Saved entries:
┌────────

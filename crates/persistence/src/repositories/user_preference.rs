//! User preference repository for database operations.
//!
//! Rows are created lazily: the tracker upserts on first observation, and
//! every admin write upserts so a preference can exist before the user is
//! ever seen streaming.

use sqlx::PgPool;

use crate::entities::UserPreferenceEntity;
use crate::metrics::QueryTimer;
use domain::models::{IpAccessPolicy, NetworkPolicy};

const PREFERENCE_COLUMNS: &str = r#"user_id, username, avatar_url, hidden, default_block,
       network_policy, ip_access_policy, allowed_ips, concurrent_stream_limit,
       created_at, updated_at"#;

/// Repository for user-preference database operations.
#[derive(Clone)]
pub struct UserPreferenceRepository {
    pool: PgPool,
}

impl UserPreferenceRepository {
    /// Creates a new UserPreferenceRepository with the given connection pool.
    pub fn new(pool: PgPool) -> Self {
        Self { pool }
    }

    /// Find one user's preference row.
    pub async fn find(&self, user_id: &str) -> Result<Option<UserPreferenceEntity>, sqlx::Error> {
        let timer = QueryTimer::new("find_user_preference");
        let result = sqlx::query_as::<_, UserPreferenceEntity>(&format!(
            "SELECT {PREFERENCE_COLUMNS} FROM user_preferences WHERE user_id = $1"
        ))
        .bind(user_id)
        .fetch_optional(&self.pool)
        .await;
        timer.record();
        result
    }

    /// List every known user.
    pub async fn list_all(&self) -> Result<Vec<UserPreferenceEntity>, sqlx::Error> {
        let timer = QueryTimer::new("list_user_preferences");
        let result = sqlx::query_as::<_, UserPreferenceEntity>(&format!(
            "SELECT {PREFERENCE_COLUMNS} FROM user_preferences ORDER BY username NULLS LAST"
        ))
        .fetch_all(&self.pool)
        .await;
        timer.record();
        result
    }

    /// Load preferences for a set of users in one round trip.
    pub async fn list_for_users(
        &self,
        user_ids: &[String],
    ) -> Result<Vec<UserPreferenceEntity>, sqlx::Error> {
        let timer = QueryTimer::new("list_user_preferences_for_users");
        let result = sqlx::query_as::<_, UserPreferenceEntity>(&format!(
            "SELECT {PREFERENCE_COLUMNS} FROM user_preferences WHERE user_id = ANY($1)"
        ))
        .bind(user_ids)
        .fetch_all(&self.pool)
        .await;
        timer.record();
        result
    }

    /// Upsert the row for an observed user. Display fields only fill gaps;
    /// an admin-chosen username is never clobbered by the poll loop.
    pub async fn upsert_observed(
        &self,
        user_id: &str,
        username: Option<&str>,
        avatar_url: Option<&str>,
    ) -> Result<(), sqlx::Error> {
        let timer = QueryTimer::new("upsert_observed_user");
        sqlx::query(
            r#"
            INSERT INTO user_preferences (user_id, username, avatar_url)
            VALUES ($1, $2, $3)
            ON CONFLICT (user_id) DO UPDATE SET
                username = COALESCE(user_preferences.username, EXCLUDED.username),
                avatar_url = COALESCE(user_preferences.avatar_url, EXCLUDED.avatar_url),
                updated_at = NOW()
            "#,
        )
        .bind(user_id)
        .bind(username)
        .bind(avatar_url)
        .execute(&self.pool)
        .await?;
        timer.record();
        Ok(())
    }

    /// Set or clear the per-user default-block override.
    pub async fn set_default_block(
        &self,
        user_id: &str,
        default_block: Option<bool>,
    ) -> Result<(), sqlx::Error> {
        let timer = QueryTimer::new("set_default_block");
        sqlx::query(
            r#"
            INSERT INTO user_preferences (user_id, default_block)
            VALUES ($1, $2)
            ON CONFLICT (user_id) DO UPDATE SET
                default_block = EXCLUDED.default_block,
                updated_at = NOW()
            "#,
        )
        .bind(user_id)
        .bind(default_block)
        .execute(&self.pool)
        .await?;
        timer.record();
        Ok(())
    }

    /// Replace the user's network policy and IP allow-list.
    pub async fn set_ip_policy(
        &self,
        user_id: &str,
        network_policy: NetworkPolicy,
        ip_access_policy: IpAccessPolicy,
        allowed_ips: &[String],
    ) -> Result<(), sqlx::Error> {
        let timer = QueryTimer::new("set_ip_policy");
        sqlx::query(
            r#"
            INSERT INTO user_preferences (user_id, network_policy, ip_access_policy, allowed_ips)
            VALUES ($1, $2, $3, $4)
            ON CONFLICT (user_id) DO UPDATE SET
                network_policy = EXCLUDED.network_policy,
                ip_access_policy = EXCLUDED.ip_access_policy,
                allowed_ips = EXCLUDED.allowed_ips,
                updated_at = NOW()
            "#,
        )
        .bind(user_id)
        .bind(network_policy.as_str())
        .bind(ip_access_policy.as_str())
        .bind(serde_json::json!(allowed_ips))
        .execute(&self.pool)
        .await?;
        timer.record();
        Ok(())
    }

    /// Set or clear the per-user concurrent-stream limit.
    pub async fn set_concurrent_limit(
        &self,
        user_id: &str,
        limit: Option<i32>,
    ) -> Result<(), sqlx::Error> {
        let timer = QueryTimer::new("set_concurrent_limit");
        sqlx::query(
            r#"
            INSERT INTO user_preferences (user_id, concurrent_stream_limit)
            VALUES ($1, $2)
            ON CONFLICT (user_id) DO UPDATE SET
                concurrent_stream_limit = EXCLUDED.concurrent_stream_limit,
                updated_at = NOW()
            "#,
        )
        .bind(user_id)
        .bind(limit)
        .execute(&self.pool)
        .await?;
        timer.record();
        Ok(())
    }

    /// Hide or show a user in the admin listing.
    pub async fn set_hidden(&self, user_id: &str, hidden: bool) -> Result<(), sqlx::Error> {
        sqlx::query(
            r#"
            INSERT INTO user_preferences (user_id, hidden)
            VALUES ($1, $2)
            ON CONFLICT (user_id) DO UPDATE SET
                hidden = EXCLUDED.hidden,
                updated_at = NOW()
            "#,
        )
        .bind(user_id)
        .bind(hidden)
        .execute(&self.pool)
        .await?;
        Ok(())
    }
}
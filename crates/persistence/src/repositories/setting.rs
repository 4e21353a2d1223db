//! Settings repository for database operations.

use sqlx::PgPool;

use crate::entities::SettingEntity;
use crate::metrics::QueryTimer;
use domain::models::SettingKind;

const SETTING_COLUMNS: &str = "key, value, value_type, private, updated_at";

/// Repository for the typed key/value settings table.
#[derive(Clone)]
pub struct SettingRepository {
    pool: PgPool,
}

impl SettingRepository {
    /// Creates a new SettingRepository with the given connection pool.
    pub fn new(pool: PgPool) -> Self {
        Self { pool }
    }

    /// Fetch one setting.
    pub async fn find(&self, key: &str) -> Result<Option<SettingEntity>, sqlx::Error> {
        let timer = QueryTimer::new("find_setting");
        let result = sqlx::query_as::<_, SettingEntity>(&format!(
            "SELECT {SETTING_COLUMNS} FROM settings WHERE key = $1"
        ))
        .bind(key)
        .fetch_optional(&self.pool)
        .await;
        timer.record();
        result
    }

    /// List every setting.
    pub async fn list_all(&self) -> Result<Vec<SettingEntity>, sqlx::Error> {
        let timer = QueryTimer::new("list_settings");
        let result = sqlx::query_as::<_, SettingEntity>(&format!(
            "SELECT {SETTING_COLUMNS} FROM settings ORDER BY key"
        ))
        .fetch_all(&self.pool)
        .await;
        timer.record();
        result
    }

    /// Seed a setting if it does not exist yet. Existing values are left
    /// untouched.
    pub async fn insert_default(
        &self,
        key: &str,
        value: &str,
        kind: SettingKind,
        private: bool,
    ) -> Result<(), sqlx::Error> {
        sqlx::query(
            r#"
            INSERT INTO settings (key, value, value_type, private)
            VALUES ($1, $2, $3, $4)
            ON CONFLICT (key) DO NOTHING
            "#,
        )
        .bind(key)
        .bind(value)
        .bind(kind.as_str())
        .bind(private)
        .execute(&self.pool)
        .await?;
        Ok(())
    }

    /// Update the raw value of an existing setting. Returns 0 when the key
    /// is unknown; new keys only enter through `insert_default`.
    pub async fn set_value(&self, key: &str, value: &str) -> Result<u64, sqlx::Error> {
        let timer = QueryTimer::new("set_setting_value");
        let result =
            sqlx::query("UPDATE settings SET value = $2, updated_at = NOW() WHERE key = $1")
                .bind(key)
                .bind(value)
                .execute(&self.pool)
                .await?;
        timer.record();
        Ok(result.rows_affected())
    }
}

#[cfg(test)]
mod tests {
    use super::*;

    #[test]
    fn test_setting_columns_cover_entity() {
        for column in ["key", "value", "value_type", "private", "updated_at"] {
            assert!(SETTING_COLUMNS.contains(column), "{column}");
        }
    }

    #[test]
    fn test_repository_is_cloneable() {
        fn assert_clone<T: Clone>() {}
        assert_clone::<SettingRepository>();
    }
}
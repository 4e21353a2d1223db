//! Runtime-typed global settings.
//!
//! Settings are persisted as a raw string plus a type tag; typed getters cast
//! on read and writes are validated against the declared kind.

use std::collections::HashMap;

use chrono::{DateTime, Utc};
use serde::{Deserialize, Serialize};

/// Value type of a setting.
#[derive(Debug, Clone, Copy, PartialEq, Eq, Serialize, Deserialize)]
#[serde(rename_all = "lowercase")]
pub enum SettingKind {
    String,
    Int,
    Bool,
    Json,
}

impl SettingKind {
    pub fn as_str(&self) -> &'static str {
        match self {
            SettingKind::String => "string",
            SettingKind::Int => "int",
            SettingKind::Bool => "bool",
            SettingKind::Json => "json",
        }
    }
}

impl std::fmt::Display for SettingKind {
    fn fmt(&self, f: &mut std::fmt::Formatter<'_>) -> std::fmt::Result {
        f.write_str(self.as_str())
    }
}

impl std::str::FromStr for SettingKind {
    type Err = String;

    fn from_str(s: &str) -> Result<Self, Self::Err> {
        match s {
            "string" => Ok(SettingKind::String),
            "int" => Ok(SettingKind::Int),
            "bool" => Ok(SettingKind::Bool),
            "json" => Ok(SettingKind::Json),
            other => Err(format!("unknown setting kind: {other}")),
        }
    }
}

/// One persisted key/value pair.
#[derive(Debug, Clone, Serialize, Deserialize)]
#[serde(rename_all = "camelCase")]
pub struct Setting {
    pub key: String,
    pub value: String,
    pub kind: SettingKind,
    /// Private settings are excluded from list/export responses.
    pub private: bool,
    pub updated_at: DateTime<Utc>,
}

impl Setting {
    pub fn as_bool(&self) -> Option<bool> {
        match self.value.trim() {
            "true" | "1" => Some(true),
            "false" | "0" => Some(false),
            _ => None,
        }
    }

    pub fn as_int(&self) -> Option<i64> {
        self.value.trim().parse().ok()
    }

    pub fn as_json(&self) -> Option<serde_json::Value> {
        serde_json::from_str(&self.value).ok()
    }

    /// The value as JSON for API responses, cast per the declared kind.
    pub fn typed_value(&self) -> serde_json::Value {
        match self.kind {
            SettingKind::String => serde_json::Value::String(self.value.clone()),
            SettingKind::Int => self
                .as_int()
                .map(serde_json::Value::from)
                .unwrap_or(serde_json::Value::Null),
            SettingKind::Bool => self
                .as_bool()
                .map(serde_json::Value::from)
                .unwrap_or(serde_json::Value::Null),
            SettingKind::Json => self.as_json().unwrap_or(serde_json::Value::Null),
        }
    }
}

/// Validate an incoming JSON value against a setting's kind and render the
/// raw string that gets persisted.
pub fn render_setting_value(
    kind: SettingKind,
    value: &serde_json::Value,
) -> Result<String, String> {
    match (kind, value) {
        (SettingKind::String, serde_json::Value::String(s)) => Ok(s.clone()),
        (SettingKind::Int, serde_json::Value::Number(n)) if n.is_i64() => Ok(n.to_string()),
        (SettingKind::Bool, serde_json::Value::Bool(b)) => Ok(b.to_string()),
        (SettingKind::Json, v) => Ok(v.to_string()),
        (kind, v) => Err(format!("expected a {kind} value, got {v}")),
    }
}

/// Payload for `PATCH /api/settings`: key to new value.
#[derive(Debug, Clone, Deserialize)]
#[serde(rename_all = "camelCase")]
pub struct UpdateSettingsRequest {
    pub settings: HashMap<String, serde_json::Value>,
}
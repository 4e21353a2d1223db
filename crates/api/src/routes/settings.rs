//! Settings endpoints for the admin UI.

use std::collections::HashMap;

use axum::{extract::State, Json};
use serde::Serialize;

use domain::models::UpdateSettingsRequest;

use crate::app::AppState;
use crate::error::ApiError;
use crate::services::settings::SettingsError;

/// One setting in the admin listing.
#[derive(Debug, Serialize)]
#[serde(rename_all = "camelCase")]
pub struct SettingView {
    pub key: String,
    pub value: serde_json::Value,
    pub kind: String,
    pub updated_at: chrono::DateTime<chrono::Utc>,
}

/// Outcome of a bulk settings write.
#[derive(Debug, Serialize)]
#[serde(rename_all = "camelCase")]
pub struct UpdateSettingsResponse {
    pub updated: Vec<String>,
    pub invalid: HashMap<String, String>,
}

/// `GET /api/settings` — every non-private setting with its typed value.
pub async fn list_settings(
    State(state): State<AppState>,
) -> Result<Json<Vec<SettingView>>, ApiError> {
    let settings = state
        .settings
        .list_public()
        .await?
        .into_iter()
        .map(|s| SettingView {
            value: s.typed_value(),
            kind: s.kind.to_string(),
            key: s.key,
            updated_at: s.updated_at,
        })
        .collect();
    Ok(Json(settings))
}

/// `PATCH /api/settings` — apply a batch of edits. Valid keys are written,
/// invalid ones reported; one bad key does not abort the rest.
pub async fn update_settings(
    State(state): State<AppState>,
    Json(request): Json<UpdateSettingsRequest>,
) -> Result<Json<UpdateSettingsResponse>, ApiError> {
    let mut updated = Vec::new();
    let mut invalid = HashMap::new();

    let mut entries: Vec<_> = request.settings.into_iter().collect();
    entries.sort_by(|a, b| a.0.cmp(&b.0));

    for (key, value) in entries {
        match state.settings.set(&key, &value).await {
            Ok(()) => updated.push(key),
            Err(SettingsError::Database(e)) => return Err(e.into()),
            Err(error) => {
                invalid.insert(key, error.to_string());
            }
        }
    }

    Ok(Json(UpdateSettingsResponse { updated, invalid }))
}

└────────

WHAT YOU WILL DO: From the records above, print only the lines between the one holding "use crate::app::AppState;" and the one holding "-> Result<Json<Vec<SettingView>>, ApiError>", inclusive, exactly as they stand.

PROBLEM SOLUTION:
use crate::app::AppState;
use crate::error::ApiError;
use crate::services::settings::SettingsError;

/// One setting in the admin listing.
#[derive(Debug, Serialize)]
#[serde(rename_all = "camelCase")]
pub struct SettingView {
    pub key: String,
    pub value: serde_json::Value,
    pub kind: String,
    pub updated_at: chrono::DateTime<chrono::Utc>,
}

/// Outcome of a bulk settings write.
#[derive(Debug, Serialize)]
#[serde(rename_all = "camelCase")]
pub struct UpdateSettingsResponse {
    pub updated: Vec<String>,
    pub invalid: HashMap<String, String>,
}

/// `GET /api/settings` — every non-private setting with its typed value.
pub async fn list_settings(
    State(state): State<AppState>,
) -> Result<Json<Vec<SettingView>>, ApiError> {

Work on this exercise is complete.